:: MATERIAL SHOWN ::
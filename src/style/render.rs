use crate::foundation::error::{LoaderError, LoaderResult};
use crate::raster::buffer::RasterBuffer;
use crate::raster::mask::GridMask;

/// Source alpha at or above which an icon pixel becomes a filled cell.
pub const ALPHA_THRESHOLD: u8 = 128;

/// How the outermost ring of each cell block is drawn.
#[derive(Clone, Copy, Debug, PartialEq, Eq, serde::Serialize, serde::Deserialize)]
#[serde(rename_all = "kebab-case")]
pub enum CellStyle {
    /// Full-alpha block.
    Solid,
    /// Block ring gets alpha 0, carving a grid line between neighbouring cells.
    Bordered,
}

/// Fill colour theme. `Light` draws black cells (for light backgrounds).
#[derive(Clone, Copy, Debug, PartialEq, Eq, serde::Serialize, serde::Deserialize)]
#[serde(rename_all = "kebab-case")]
pub enum Theme {
    Light,
    Dark,
}

impl Theme {
    pub fn is_inverted(self) -> bool {
        matches!(self, Theme::Dark)
    }

    fn fill(self) -> u8 {
        if self.is_inverted() { 255 } else { 0 }
    }
}

/// One of the four settled appearances.
#[derive(Clone, Copy, Debug, PartialEq, Eq, serde::Serialize, serde::Deserialize)]
pub struct StyleVariant {
    pub cell: CellStyle,
    pub theme: Theme,
}

impl StyleVariant {
    pub const SOLID_LIGHT: Self = Self::new(CellStyle::Solid, Theme::Light);
    pub const SOLID_DARK: Self = Self::new(CellStyle::Solid, Theme::Dark);
    pub const BORDER_LIGHT: Self = Self::new(CellStyle::Bordered, Theme::Light);
    pub const BORDER_DARK: Self = Self::new(CellStyle::Bordered, Theme::Dark);

    /// Build order used by the variant pipeline.
    pub const ALL: [Self; 4] = [
        Self::BORDER_LIGHT,
        Self::BORDER_DARK,
        Self::SOLID_LIGHT,
        Self::SOLID_DARK,
    ];

    pub const fn new(cell: CellStyle, theme: Theme) -> Self {
        Self { cell, theme }
    }

    /// Stable directory/file stem, e.g. `border-dark`.
    pub fn name(self) -> &'static str {
        match (self.cell, self.theme) {
            (CellStyle::Solid, Theme::Light) => "solid-light",
            (CellStyle::Solid, Theme::Dark) => "solid-dark",
            (CellStyle::Bordered, Theme::Light) => "border-light",
            (CellStyle::Bordered, Theme::Dark) => "border-dark",
        }
    }

    pub fn parse(name: &str) -> LoaderResult<Self> {
        let name = name.trim().to_ascii_lowercase();
        Self::ALL
            .into_iter()
            .find(|v| v.name() == name)
            .ok_or_else(|| LoaderError::validation(format!("unknown style variant '{name}'")))
    }
}

/// Render `base` (one pixel per cell) into a `grid_size * cell_size` square raster.
///
/// Every source pixel with alpha >= [`ALPHA_THRESHOLD`] becomes a flat black or white
/// `cell_size` block; everything else stays transparent.
pub fn render_style(
    base: &RasterBuffer,
    grid_size: u32,
    cell_size: u32,
    variant: StyleVariant,
) -> LoaderResult<RasterBuffer> {
    if base.width != grid_size || base.height != grid_size {
        return Err(LoaderError::validation(format!(
            "style source must be {grid_size}x{grid_size}, got {}x{}",
            base.width, base.height
        )));
    }

    let mut out = RasterBuffer::transparent_square(grid_size * cell_size);
    for y in 0..grid_size {
        for x in 0..grid_size {
            if base.alpha(x, y) < ALPHA_THRESHOLD {
                continue;
            }
            fill_cell(&mut out, x, y, cell_size, variant);
        }
    }
    Ok(out)
}

/// Render a settled variant straight from a mask, centred in the grid.
pub fn render_mask_style(
    mask: &GridMask,
    grid_size: u32,
    cell_size: u32,
    variant: StyleVariant,
) -> RasterBuffer {
    let mut out = RasterBuffer::transparent_square(grid_size * cell_size);
    let offset = mask_offset(grid_size, mask.size());
    for c in mask.iter_on() {
        let gx = c.x as i64 + offset;
        let gy = c.y as i64 + offset;
        if gx < 0 || gy < 0 || gx >= i64::from(grid_size) || gy >= i64::from(grid_size) {
            continue;
        }
        fill_cell(&mut out, gx as u32, gy as u32, cell_size, variant);
    }
    out
}

/// Offset that centres a `mask_size` mask in a `grid_size` grid (may be negative).
pub fn mask_offset(grid_size: u32, mask_size: usize) -> i64 {
    (i64::from(grid_size) - mask_size as i64).div_euclid(2)
}

fn fill_cell(out: &mut RasterBuffer, gx: u32, gy: u32, cell_size: u32, variant: StyleVariant) {
    let v = variant.theme.fill();
    for cy in 0..cell_size {
        for cx in 0..cell_size {
            let on_ring = cx == 0 || cy == 0 || cx == cell_size - 1 || cy == cell_size - 1;
            // Suppressed ring pixels stay all-zero so alpha-skipping copies reproduce them.
            if on_ring && variant.cell == CellStyle::Bordered {
                continue;
            }
            out.put_pixel(gx * cell_size + cx, gy * cell_size + cy, [v, v, v, 255]);
        }
    }
}

#[cfg(test)]
#[path = "../../tests/unit/style/render.rs"]
mod tests;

:: WORK TASK ::
Every line of the material that holds "format" should be copied out as the answer.

:: REPLY TO THE TASK ::
            .ok_or_else(|| LoaderError::validation(format!("unknown style variant '{name}'")))
        return Err(LoaderError::validation(format!(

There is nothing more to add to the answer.